ACTION ITEM :: Set down the records that follow exactly and completely.

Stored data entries
//! Sector dumps
//!
//! ```text
//!          00 01 02 03 04 05 06 07 08 09 0A 0B 0C 0D 0E 0F
//! ------------------------------------------------------
//! 0x0000:  12 34 07 68 65 6C 6C 6F FF FF FF FF FF FF FF FF    hello
//! ```

use std::io::Write;

use crate::eeprom::SectorStore;
use crate::error::Result;

/// Bytes per dump row
pub const ROW_LEN: usize = 16;

/// Write a hex + ASCII table of `sector` to `out`
///
/// Reads straight from flash one row at a time; the store's buffer is not touched.
pub fn write_sector<S, W>(store: &mut S, sector: u32, out: &mut W) -> Result<()>
where
    S: SectorStore + ?Sized,
    W: Write,
{
    let sector_size = store.geometry().sector_size;

    write!(out, "         ")?;
    for column in 0..ROW_LEN {
        write!(out, "{:02X} ", column)?;
    }
    writeln!(out)?;
    writeln!(out, "{}", "-".repeat(54))?;

    let mut row = [0u8; ROW_LEN];
    for address in (0..sector_size).step_by(ROW_LEN) {
        let len = ROW_LEN.min(sector_size - address);
        store.read_raw(sector, address, &mut row[..len])?;

        write!(out, "0x{:04X}:  ", address)?;
        for byte in &row[..len] {
            write!(out, "{:02X} ", byte)?;
        }
        for _ in len..ROW_LEN {
            write!(out, "   ")?;
        }
        let ascii: String = row[..len].iter().map(|&b| printable(b)).collect();
        writeln!(out, "{}", ascii)?;
    }
    writeln!(out)?;
    Ok(())
}

fn printable(byte: u8) -> char {
    if (32..127).contains(&byte) {
        byte as char
    } else {
        ' '
    }
}
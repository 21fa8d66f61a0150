//! flashrotate CLI
//!
//! Inspects and edits a rotating record stored in a flash image file.

use std::io;
use std::path::PathBuf;

use clap::{Parser, Subcommand};
use flashrotate::{Config, FileFlash, Geometry, RotatingEeprom, ScanReport, SectorEeprom};
use tracing_subscriber::{fmt, EnvFilter};

/// flashrotate CLI
#[derive(Parser, Debug)]
#[command(name = "flashrotate-cli")]
#[command(about = "Wear-leveled EEPROM emulation over a flash image")]
#[command(version)]
struct Args {
    /// Flash image file
    #[arg(short, long, default_value = "./flash.img")]
    image: PathBuf,

    /// Number of sectors in the rotation pool
    #[arg(short, long, default_value = "1")]
    pool: u8,

    /// Offset of the metadata block within the record
    #[arg(short, long, default_value = "0")]
    offset: usize,

    /// Record size in bytes
    #[arg(short, long, default_value = "4096")]
    size: usize,

    #[command(subcommand)]
    command: Commands,
}

#[derive(Subcommand, Debug)]
enum Commands {
    /// Create an erased flash image
    Format {
        /// Total sectors on the device
        #[arg(long, default_value = "256")]
        sectors: u32,

        /// Bytes per sector
        #[arg(long, default_value = "4096")]
        sector_size: usize,

        /// Sectors reserved for the system at the end of the device
        #[arg(long, default_value = "4")]
        reserved: u32,
    },

    #[command(flatten)]
    Record(RecordCommands),
}

/// Commands operating on a loaded record
#[derive(Subcommand, Debug)]
enum RecordCommands {
    /// Show pool layout and the active sector
    Info,

    /// Print bytes of the record
    Get {
        /// Start address
        address: usize,

        /// Number of bytes
        #[arg(default_value = "1")]
        len: usize,
    },

    /// Write text into the record and commit it
    Set {
        /// Start address
        address: usize,

        /// Text to store
        value: String,
    },

    /// Copy the record into a specific pool sector (default: base sector)
    Backup {
        sector: Option<u32>,
    },

    /// Erase every pool sector
    EraseAll,

    /// Hex dump of a sector (default: active sector)
    Dump {
        sector: Option<u32>,
    },
}

fn main() {
    // Initialize tracing/logging
    let filter = EnvFilter::try_from_default_env()
        .unwrap_or_else(|_| EnvFilter::new("info,flashrotate=debug"));

    fmt()
        .with_env_filter(filter)
        .with_target(true)
        .with_writer(io::stderr)
        .init();

    let args = Args::parse();

    tracing::debug!("flashrotate v{}", flashrotate::VERSION);
    tracing::debug!("Image: {}", args.image.display());

    if let Err(e) = run(args) {
        tracing::error!("{}", e);
        std::process::exit(1);
    }
}

fn run(args: Args) -> flashrotate::Result<()> {
    match args.command {
        Commands::Format {
            sectors,
            sector_size,
            reserved,
        } => {
            let geometry = Geometry::new(sector_size, sectors, sectors.saturating_sub(reserved))?;
            FileFlash::create(&args.image, geometry)?;
            println!(
                "Formatted {} ({} sectors of {} bytes, last usable {})",
                args.image.display(),
                sectors,
                sector_size,
                geometry.last_usable_sector()
            );
            Ok(())
        }
        Commands::Record(command) => {
            let flash = FileFlash::open(&args.image)?;
            let config = Config::builder()
                .pool_size(args.pool)
                .metadata_offset(args.offset)
                .build();
            let mut eeprom = RotatingEeprom::new(SectorEeprom::new(flash), config)?;
            let report = eeprom.begin(args.size)?;
            run_record(&mut eeprom, &report, command)
        }
    }
}

fn run_record(
    eeprom: &mut RotatingEeprom<SectorEeprom<FileFlash>>,
    report: &ScanReport,
    command: RecordCommands,
) -> flashrotate::Result<()> {
    match command {
        RecordCommands::Info => {
            let active = eeprom.active();
            println!("base sector:     {}", eeprom.base());
            println!("last usable:     {}", eeprom.last());
            println!("reserved:        {}", eeprom.reserved());
            println!("pool size:       {}", eeprom.pool_size());
            println!("metadata offset: {}", eeprom.offset());
            println!("record size:     {}", eeprom.size());
            println!(
                "active:          sector {} (index {}, counter {})",
                active.sector, active.index, active.counter
            );
            println!("valid copies:    {:?}", report.valid);
            println!("corrupted:       {:?}", report.corrupted);
        }
        RecordCommands::Get { address, len } => {
            let bytes = eeprom.read_bytes(address, len)?;
            let hex: Vec<String> = bytes.iter().map(|b| format!("{:02X}", b)).collect();
            println!("{}", hex.join(" "));
            println!("{}", String::from_utf8_lossy(bytes));
        }
        RecordCommands::Set { address, value } => {
            eeprom.write_bytes(address, value.as_bytes())?;
            if !eeprom.is_dirty() {
                println!("Unchanged, sector {} already holds this value", eeprom.current());
                return Ok(());
            }
            eeprom.commit()?;
            println!("Committed to sector {}", eeprom.current());
        }
        RecordCommands::Backup { sector } => {
            eeprom.backup(sector)?;
            println!("Record now in sector {}", eeprom.current());
        }
        RecordCommands::EraseAll => {
            eeprom.erase_all()?;
            println!("Erased {} sectors", eeprom.pool_size());
        }
        RecordCommands::Dump { sector } => {
            let stdout = io::stdout();
            eeprom.dump(&mut stdout.lock(), sector)?;
        }
    }

    Ok(())
}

TASK RESULT ::
//! Sector dumps
//!
//! ```text
//!          00 01 02 03 04 05 06 07 08 09 0A 0B 0C 0D 0E 0F
//! ------------------------------------------------------
//! 0x0000:  12 34 07 68 65 6C 6C 6F FF FF FF FF FF FF FF FF    hello
//! ```

use std::io::Write;

use crate::eeprom::SectorStore;
use crate::error::Result;

/// Bytes per dump row
pub const ROW_LEN: usize = 16;

/// Write a hex + ASCII table of `sector` to `out`
///
/// Reads straight from flash one row at a time; the store's buffer is not touched.
pub fn write_sector<S, W>(store: &mut S, sector: u32, out: &mut W) -> Result<()>
where
    S: SectorStore + ?Sized,
    W: Write,
{
    let sector_size = store.geometry().sector_size;

    write!(out, "         ")?;
    for column in 0..ROW_LEN {
        write!(out, "{:02X} ", column)?;
    }
    writeln!(out)?;
    writeln!(out, "{}", "-".repeat(54))?;

    let mut row = [0u8; ROW_LEN];
    for address in (0..sector_size).step_by(ROW_LEN) {
        let len = ROW_LEN.min(sector_size - address);
        store.read_raw(sector, address, &mut row[..len])?;

        write!(out, "0x{:04X}:  ", address)?;
        for byte in &row[..len] {
            write!(out, "{:02X} ", byte)?;
        }
        for _ in len..ROW_LEN {
            write!(out, "   ")?;
        }
        let ascii: String = row[..len].iter().map(|&b| printable(b)).collect();
        writeln!(out, "{}", ascii)?;
    }
    writeln!(out)?;
    Ok(())
}

fn printable(byte: u8) -> char {
    if (32..127).contains(&byte) {
        byte as char
    } else {
        ' '
    }
}
repository 21fa8d66f61a0150
//! flashrotate CLI
//!
//! Inspects and edits a rotating record stored in a flash image file.

use std::io;
use std::path::PathBuf;

use clap::{Parser, Subcommand};
use flashrotate::{Config, FileFlash, Geometry, RotatingEeprom, ScanReport, SectorEeprom};
use tracing_subscriber::{fmt, EnvFilter};

/// flashrotate CLI
#[derive(Parser, Debug)]
#[command(name = "flashrotate-cli")]
#[command(about = "Wear-leveled EEPROM emulation over a flash image")]
#[command(version)]
struct Args {
    /// Flash image file
    #[arg(short, long, default_value = "./flash.img")]
    image: PathBuf,

    /// Number of sectors in the rotation pool
    #[arg(short, long, default_value = "1")]
    pool: u8,

    /// Offset of the metadata block within the record
    #[arg(short, long, default_value = "0")]
    offset: usize,

    /// Record size in bytes
    #[arg(short, long, default_value = "4096")]
    size: usize,

    #[command(subcommand)]
    command: Commands,
}

#[derive(Subcommand, Debug)]
enum Commands {
    /// Create an erased flash image
    Format {
        /// Total sectors on the device
        #[arg(long, default_value = "256")]
        sectors: u32,

        /// Bytes per sector
        #[arg(long, default_value = "4096")]
        sector_size: usize,

        /// Sectors reserved for the system at the end of the device
        #[arg(long, default_value = "4")]
        reserved: u32,
    },

    #[command(flatten)]
    Record(RecordCommands),
}

/// Commands operating on a loaded record
#[derive(Subcommand, Debug)]
enum RecordCommands {
    /// Show pool layout and the active sector
    Info,

    /// Print bytes of the record
    Get {
        /// Start address
        address: usize,

        /// Number of bytes
        #[arg(default_value = "1")]
        len: usize,
    },

    /// Write text into the record and commit it
    Set {
        /// Start address
        address: usize,

        /// Text to store
        value: String,
    },

    /// Copy the record into a specific pool sector (default: base sector)
    Backup {
        sector: Option<u32>,
    },

    /// Erase every pool sector
    EraseAll,

    /// Hex dump of a sector (default: active sector)
    Dump {
        sector: Option<u32>,
    },
}

fn main() {
    // Initialize tracing/logging
    let filter = EnvFilter::try_from_default_env()
        .unwrap_or_else(|_| EnvFilter::new("info,flashrotate=debug"));

    fmt()
        .with_env_filter(filter)
        .with_target(true)
        .with_writer(io::stderr)
        .init();

    let args = Args::parse();

    tracing::debug!("flashrotate v{}", flashrotate::VERSION);
    tracing::debug!("Image: {}", args.image.display());

    if let Err(e) = run(args) {
        tracing::error!("{}", e);
        std::process::exit(1);
    }
}

fn run(args: Args) -> flashrotate::Result<()> {
    match args.command {
        Commands::Format {
            sectors,
            sector_size,
            reserved,
        } => {
            let geometry = Geometry::new(sector_size, sectors, sectors.saturating_sub(reserved))?;
            FileFlash::create(&args.image, geometry)?;
            println!(
                "Formatted {} ({} sectors of {} bytes, last usable {})",
                args.image.display(),
                sectors,
                sector_size,
                geometry.last_usable_sector()
            );
            Ok(())
        }
        Commands::Record(command) => {
            let flash = FileFlash::open(&args.image)?;
            let config = Config::builder()
                .pool_size(args.pool)
                .metadata_offset(args.offset)
                .build();
            let mut eeprom = RotatingEeprom::new(SectorEeprom::new(flash), config)?;
            let report = eeprom.begin(args.size)?;
            run_record(&mut eeprom, &report, command)
        }
    }
}

fn run_record(
    eeprom: &mut RotatingEeprom<SectorEeprom<FileFlash>>,
    report: &ScanReport,
    command: RecordCommands,
) -> flashrotate::Result<()> {
    match command {
        RecordCommands::Info => {
            let active = eeprom.active();
            println!("base sector:     {}", eeprom.base());
            println!("last usable:     {}", eeprom.last());
            println!("reserved:        {}", eeprom.reserved());
            println!("pool size:       {}", eeprom.pool_size());
            println!("metadata offset: {}", eeprom.offset());
            println!("record size:     {}", eeprom.size());
            println!(
                "active:          sector {} (index {}, counter {})",
                active.sector, active.index, active.counter
            );
            println!("valid copies:    {:?}", report.valid);
            println!("corrupted:       {:?}", report.corrupted);
        }
        RecordCommands::Get { address, len } => {
            let bytes = eeprom.read_bytes(address, len)?;
            let hex: Vec<String> = bytes.iter().map(|b| format!("{:02X}", b)).collect();
            println!("{}", hex.join(" "));
            println!("{}", String::from_utf8_lossy(bytes));
        }
        RecordCommands::Set { address, value } => {
            eeprom.write_bytes(address, value.as_bytes())?;
            if !eeprom.is_dirty() {
                println!("Unchanged, sector {} already holds this value", eeprom.current());
                return Ok(());
            }
            eeprom.commit()?;
            println!("Committed to sector {}", eeprom.current());
        }
        RecordCommands::Backup { sector } => {
            eeprom.backup(sector)?;
            println!("Record now in sector {}", eeprom.current());
        }
        RecordCommands::EraseAll => {
            eeprom.erase_all()?;
            println!("Erased {} sectors", eeprom.pool_size());
        }
        RecordCommands::Dump { sector } => {
            let stdout = io::stdout();
            eeprom.dump(&mut stdout.lock(), sector)?;
        }
    }

    Ok(())
}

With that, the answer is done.